[Stored data]
use serde::Deserialize;

/// Secret and lifetime for one token kind. Expirations are whole minutes.
#[derive(Debug, Clone, Deserialize)]
pub struct TokenConfig {
    pub secret: String,
    pub expiration_minutes: i64,
}

#[derive(Debug, Clone, Deserialize)]
pub struct JwtConfig {
    pub access: TokenConfig,
    pub refresh: TokenConfig,
    pub password_reset: TokenConfig,
    pub email_verification: TokenConfig,
}

#[derive(Debug, Clone, Deserialize)]
pub struct DeliveryConfig {
    pub smtp_host: String,
    pub smtp_username: String,
    pub smtp_password: String,
    pub smtp_from: String,
    pub sms_gateway_url: String,
    pub sms_gateway_key: String,
}

#[derive(Debug, Clone, Deserialize)]
pub struct AppConfig {
    pub database_url: String,
    pub jwt: JwtConfig,
    pub hash_cost: u32,
    pub delivery: DeliveryConfig,
}

fn env_minutes(key: &str, default: i64) -> i64 {
    std::env::var(key)
        .ok()
        .and_then(|v| v.parse::<i64>().ok())
        .unwrap_or(default)
}

impl AppConfig {
    pub fn from_env() -> anyhow::Result<Self> {
        let database_url = std::env::var("DATABASE_URL")?;
        let jwt = JwtConfig {
            access: TokenConfig {
                secret: std::env::var("ACCESS_TOKEN_SECRET")?,
                expiration_minutes: env_minutes("ACCESS_TOKEN_EXPIRATION", 15),
            },
            refresh: TokenConfig {
                secret: std::env::var("REFRESH_TOKEN_SECRET")?,
                expiration_minutes: env_minutes("REFRESH_TOKEN_EXPIRATION", 60 * 24 * 14),
            },
            password_reset: TokenConfig {
                secret: std::env::var("PASSWORD_RESET_TOKEN_SECRET")?,
                expiration_minutes: env_minutes("PASSWORD_RESET_TOKEN_EXPIRATION", 15),
            },
            email_verification: TokenConfig {
                secret: std::env::var("EMAIL_VERIFICATION_TOKEN_SECRET")?,
                expiration_minutes: env_minutes("EMAIL_VERIFICATION_TOKEN_EXPIRATION", 60),
            },
        };
        let hash_cost = std::env::var("HASH_SALT_ROUND")
            .ok()
            .and_then(|v| v.parse::<u32>().ok())
            .unwrap_or(2);
        let delivery = DeliveryConfig {
            smtp_host: std::env::var("SMTP_HOST").unwrap_or_else(|_| "localhost".into()),
            smtp_username: std::env::var("SMTP_USERNAME").unwrap_or_default(),
            smtp_password: std::env::var("SMTP_PASSWORD").unwrap_or_default(),
            smtp_from: std::env::var("SMTP_FROM")
                .unwrap_or_else(|_| "no-reply@clinicore.local".into()),
            sms_gateway_url: std::env::var("SMS_GATEWAY_URL").unwrap_or_default(),
            sms_gateway_key: std::env::var("SMS_GATEWAY_KEY").unwrap_or_default(),
        };
        Ok(Self {
            database_url,
            jwt,
            hash_cost,
            delivery,
        })
    }
}
// SPDX-License-Identifier: MIT
// Copyright 2026 Roland Dreier <roland@rolandd.dev>

//! Application configuration loaded from environment variables.
//!
//! A `.env` file is honored for local development.

use std::env;

/// Which document store backs the API.
#[derive(Debug, Clone, Copy, PartialEq, Eq)]
pub enum StorageBackend {
    /// Google Cloud Firestore (or its emulator when `FIRESTORE_EMULATOR_HOST` is set)
    Firestore,
    /// Process-local maps; data is lost on restart
    Memory,
}

impl StorageBackend {
    fn parse(raw: &str) -> Option<Self> {
        match raw.trim().to_ascii_lowercase().as_str() {
            "firestore" => Some(Self::Firestore),
            "memory" => Some(Self::Memory),
            _ => None,
        }
    }
}

/// Application configuration, loaded once at startup.
#[derive(Debug, Clone)]
pub struct Config {
    /// Frontend URL (CORS origin, cookie security)
    pub frontend_url: String,
    /// GCP project ID
    pub gcp_project_id: String,
    /// Server port
    pub port: u16,
    /// Storage backend selection
    pub storage_backend: StorageBackend,
    /// JWT signing key for session tokens (raw bytes)
    pub jwt_signing_key: Vec<u8>,
}

impl Config {
    /// Load configuration from environment variables.
    pub fn from_env() -> Result<Self, ConfigError> {
        dotenvy::dotenv().ok(); // Load .env file if present

        let storage_backend = match env::var("STORAGE_BACKEND") {
            Ok(raw) => StorageBackend::parse(&raw).ok_or(ConfigError::Invalid("STORAGE_BACKEND"))?,
            Err(_) => StorageBackend::Firestore,
        };

        Ok(Self {
            frontend_url: env::var("FRONTEND_URL")
                .unwrap_or_else(|_| "http://localhost:5173".to_string()),
            gcp_project_id: env::var("GCP_PROJECT_ID").unwrap_or_else(|_| "local-dev".to_string()),
            port: env::var("PORT")
                .unwrap_or_else(|_| "8080".to_string())
                .parse()
                .unwrap_or(8080),
            storage_backend,
            jwt_signing_key: env::var("JWT_SIGNING_KEY")
                .map(|v| v.trim().to_string())
                .map_err(|_| ConfigError::Missing("JWT_SIGNING_KEY"))?
                .into_bytes(),
        })
    }

    /// Config for tests: in-memory storage and a fixed signing key.
    pub fn test_default() -> Self {
        Self {
            frontend_url: "http://localhost:5173".to_string(),
            gcp_project_id: "test-project".to_string(),
            port: 8080,
            storage_backend: StorageBackend::Memory,
            jwt_signing_key: b"test_jwt_key_32_bytes_minimum!!".to_vec(),
        }
    }

    /// Whether session cookies should carry the `Secure` attribute.
    pub fn secure_cookies(&self) -> bool {
        self.frontend_url.starts_with("https://")
    }
}

/// Configuration errors
#[derive(Debug, thiserror::Error)]
pub enum ConfigError {
    #[error("Missing required environment variable: {0}")]
    Missing(&'static str),

    #[error("Invalid value for environment variable: {0}")]
    Invalid(&'static str),
}

#[cfg(test)]
mod tests {
    use super::*;

    #[test]
    fn test_config_from_env() {
        env::set_var("JWT_SIGNING_KEY", "test_jwt_key_32_bytes_minimum!!");
        env::set_var("STORAGE_BACKEND", "Memory");

        let config = Config::from_env().expect("Config should load");

        assert_eq!(config.jwt_signing_key, b"test_jwt_key_32_bytes_minimum!!");
        assert_eq!(config.storage_backend, StorageBackend::Memory);
        assert_eq!(config.port, 8080);
    }

    #[test]
    fn test_storage_backend_parse() {
        assert_eq!(
            StorageBackend::parse(" firestore "),
            Some(StorageBackend::Firestore)
        );
        assert_eq!(StorageBackend::parse("MEMORY"), Some(StorageBackend::Memory));
        assert_eq!(StorageBackend::parse("mongo"), None);
    }

    #[test]
    fn test_secure_cookies_follow_frontend_scheme() {
        let mut config = Config::test_default();
        assert!(!config.secure_cookies());

        config.frontend_url = "https://fittrack.example.com".to_string();
        assert!(config.secure_cookies());
    }
}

▸ What the task requires: Find the string "AppConfig" in the entries above and return each line that holds it.

▸ Response to the exercise:
pub struct AppConfig {
impl AppConfig {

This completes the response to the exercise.